Assignment:
Could you filter the records below and return each line that holds "tracing"?

Exercise material:
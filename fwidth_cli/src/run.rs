//! Device assembly and subcommand execution.
//!
//! The extruder and the extrusion scaler are always simulated here (there is
//! no motion host in this process); hall sensor channels are simulated
//! unless the `hardware` feature is enabled and the pin names an ADS1115.

use std::path::Path;
use std::sync::Arc;
use std::sync::atomic::AtomicBool;
use std::time::Duration;

use crossbeam_channel as xch;
use eyre::{Result, WrapErr};
use fwidth_config::Config;
use fwidth_core::runner::{CommandRequest, RunParams, RunSummary};
use fwidth_core::{
    AdcReport, Calibration, Channel, Command, FilamentWidthSensor, PumpCfg, SamplerCfg,
    SensorError, SensorLayout,
};
use fwidth_hardware::{
    AdcPin, DiameterProfile, FilamentLine, RecordingScaler, SimulatedAdc, SimulatedToolhead,
};
use fwidth_traits::{Adc, MonotonicClock};

pub type BoxedAdc = Box<dyn Adc + Send>;

pub struct Devices {
    pub toolhead: SimulatedToolhead<MonotonicClock>,
    pub scaler: RecordingScaler,
    pub adcs: Vec<(Channel, BoxedAdc)>,
}

/// Pick the calibration: `[calibration]` in the config wins over `--calibration`.
/// The CSV is still loaded (and rejected if malformed) when both are given.
pub fn resolve_calibration(cfg: &Config, csv: Option<&Path>) -> Result<Calibration> {
    let from_csv = csv
        .map(|p| {
            fwidth_config::load_calibration_csv(p)
                .wrap_err_with(|| format!("loading calibration CSV {}", p.display()))
        })
        .transpose()?;
    Ok(match (&cfg.calibration, from_csv) {
        (Some(persisted), Some(_)) => {
            tracing::warn!("config [calibration] takes precedence over --calibration");
            Calibration::from(persisted)
        }
        (Some(persisted), None) => Calibration::from(persisted),
        (None, Some(fitted)) => Calibration::from(&fitted),
        (None, None) => Calibration::default(),
    })
}

fn sensor_pins(cfg: &Config) -> Vec<(Channel, &str)> {
    let mut pins = vec![(Channel::First, cfg.sensor.hall_sensor_1.as_str())];
    if let Some(p) = cfg.sensor.hall_sensor_2.as_deref() {
        pins.push((Channel::Second, p));
    }
    pins
}

/// Parse both pin names without touching any device. Two spellings of the
/// same physical input (`ads1115:0` and `ads1115@0x48:0`) are rejected.
pub fn parse_pins(cfg: &Config) -> Result<Vec<(Channel, AdcPin)>> {
    let pins = sensor_pins(cfg)
        .into_iter()
        .map(|(ch, pin)| {
            let parsed: AdcPin = pin
                .parse()
                .wrap_err_with(|| format!("invalid sensor pin '{pin}'"))?;
            Ok((ch, parsed))
        })
        .collect::<Result<Vec<_>>>()?;
    if let [(_, first), (_, second)] = pins.as_slice()
        && first == second
    {
        return Err(eyre::Report::new(SensorError::Config(format!(
            "Can't use the same pin for hall_sensor_1 and hall_sensor_2 ({first:?})"
        ))));
    }
    Ok(pins)
}

fn open_adc(
    pin: &AdcPin,
    cfg: &Config,
    line: &FilamentLine<MonotonicClock>,
    profile: &DiameterProfile,
    calibration: Calibration,
    index: u32,
) -> Result<BoxedAdc> {
    let report = Duration::from_millis(cfg.sampling.report_interval_ms);
    match pin {
        #[cfg(all(feature = "hardware", target_os = "linux"))]
        AdcPin::Ads1115 { address, channel } => {
            let adc = fwidth_hardware::ads1115::Ads1115::new(
                1,
                *address,
                *channel,
                cfg.sampling.sample_count,
                Duration::from_millis(cfg.sampling.sample_time_ms),
                report,
            )
            .wrap_err_with(|| format!("open ADS1115 at {address:#04x} channel {channel}"))?;
            Ok(Box::new(adc))
        }
        _ => {
            if matches!(pin, AdcPin::Ads1115 { .. }) {
                tracing::warn!(?pin, "built without hardware support; simulating channel");
            }
            let adc = SimulatedAdc::new(line.clone(), profile.clone(), report)
                .with_calibration(calibration.gain_mm_per_unit, calibration.offset_mm)
                .with_noise(cfg.simulation.noise_mm, cfg.simulation.seed.wrapping_add(index));
            Ok(Box::new(adc))
        }
    }
}

pub fn assemble(cfg: &Config, calibration: Calibration) -> Result<Devices> {
    let clock = MonotonicClock::new();
    let line = FilamentLine::new(clock, cfg.simulation.feed_rate_mm_s);
    let profile = DiameterProfile::from_steps(
        cfg.simulation.base_diameter_mm,
        cfg.simulation.profile.clone(),
    );
    let adcs = parse_pins(cfg)?
        .into_iter()
        .zip(0u32..)
        .map(|((ch, pin), i)| Ok((ch, open_adc(&pin, cfg, &line, &profile, calibration, i)?)))
        .collect::<Result<Vec<_>>>()?;
    Ok(Devices {
        toolhead: SimulatedToolhead::new(line),
        scaler: RecordingScaler::new(),
        adcs,
    })
}

pub fn build_sensor(
    cfg: &Config,
    calibration: Calibration,
    toolhead: SimulatedToolhead<MonotonicClock>,
    scaler: RecordingScaler,
) -> Result<FilamentWidthSensor> {
    FilamentWidthSensor::builder()
        .with_toolhead(toolhead)
        .with_scaler(scaler)
        .with_config(cfg)
        .with_sampler(SamplerCfg {
            calibration,
            ..SamplerCfg::from(cfg)
        })
        .build()
        .wrap_err("building filament width sensor")
}

/// Outcome of a `run`: loop summary plus the answers to `--send` commands.
#[derive(Debug)]
pub struct HostReport {
    pub summary: RunSummary,
    pub responses: Vec<(&'static str, std::result::Result<String, String>)>,
    pub scaler_history: Vec<u32>,
}

fn poll_period(cfg: &Config) -> Duration {
    let base = cfg
        .control
        .interval_ms
        .min(cfg.sampling.report_interval_ms)
        / 4;
    Duration::from_millis(base.clamp(1, 20))
}

pub fn run_host(
    cfg: &Config,
    calibration: Calibration,
    duration: Option<Duration>,
    send: &[String],
    shutdown: Arc<AtomicBool>,
) -> Result<HostReport> {
    let commands = send
        .iter()
        .map(|s| s.parse::<Command>().map_err(eyre::Report::new))
        .collect::<Result<Vec<_>>>()?;

    let Devices {
        toolhead,
        scaler,
        adcs,
    } = assemble(cfg, calibration)?;
    let sensor = build_sensor(cfg, calibration, toolhead, scaler.clone())?;

    let (tx, rx) = xch::unbounded();
    let mut pending = Vec::with_capacity(commands.len());
    for c in commands {
        let (req, reply) = CommandRequest::new(c);
        tx.send(req)
            .map_err(|_| eyre::eyre!("command channel closed"))?;
        pending.push((c, reply));
    }

    let params = RunParams {
        duration,
        poll_period: poll_period(cfg),
        pump: PumpCfg::from(&cfg.sampling),
        stall_warn: Duration::from_millis(cfg.sampling.report_interval_ms.saturating_mul(4).max(1000)),
    };
    let mut core = sensor.into_core();
    let summary = fwidth_core::runner::run(
        &mut core,
        adcs,
        MonotonicClock::new(),
        params,
        Some(&rx),
        &shutdown,
    )?;

    let responses = pending
        .into_iter()
        .map(|(c, reply)| {
            let answer = match reply.try_recv() {
                Ok(Ok(msg)) => Ok(msg),
                Ok(Err(e)) => Err(e.to_string()),
                Err(_) => Err("not processed before shutdown".to_string()),
            };
            (c.name(), answer)
        })
        .collect();

    Ok(HostReport {
        summary,
        responses,
        scaler_history: scaler.history(),
    })
}

/// Build a sensor, optionally feed one raw reading, and run one command.
pub fn one_shot(
    cfg: &Config,
    calibration: Calibration,
    name: &str,
    reading: Option<f32>,
) -> Result<String> {
    let cmd: Command = name.parse().map_err(eyre::Report::new)?;
    let Devices {
        toolhead, scaler, ..
    } = assemble(cfg, calibration)?;
    let mut sensor = build_sensor(cfg, calibration, toolhead, scaler)?;
    sensor.handle_ready(0);
    if let Some(value) = reading {
        let channels: &[Channel] = match SamplerCfg::from(cfg).layout {
            SensorLayout::Single => &[Channel::First],
            SensorLayout::Dual { .. } => &[Channel::First, Channel::Second],
        };
        for &channel in channels {
            sensor.on_adc_report(AdcReport {
                channel,
                time_us: 0,
                value,
            });
        }
    }
    sensor.dispatch(cmd, 0)
}

/// One reading per channel, with the configured read timeout.
pub fn probe_channels(cfg: &Config, calibration: Calibration) -> Result<Vec<(Channel, f64)>> {
    let devices = assemble(cfg, calibration)?;
    let timeout = Duration::from_millis(
        cfg.sampling
            .read_timeout_ms
            .max(cfg.sampling.report_interval_ms.saturating_mul(2)),
    );
    devices
        .adcs
        .into_iter()
        .map(|(ch, mut adc)| {
            let raw = adc
                .read(timeout)
                .map_err(|e| eyre::Report::new(fwidth_core::map_hw_error(&*e)))
                .wrap_err_with(|| format!("reading {ch:?} sensor channel"))?;
            Ok((ch, calibration.to_diameter(f64::from(raw))))
        })
        .collect()
}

Answer for this exercise:
            tracing::warn!("config [calibration] takes precedence over --calibration");
                tracing::warn!(?pin, "built without hardware support; simulating channel");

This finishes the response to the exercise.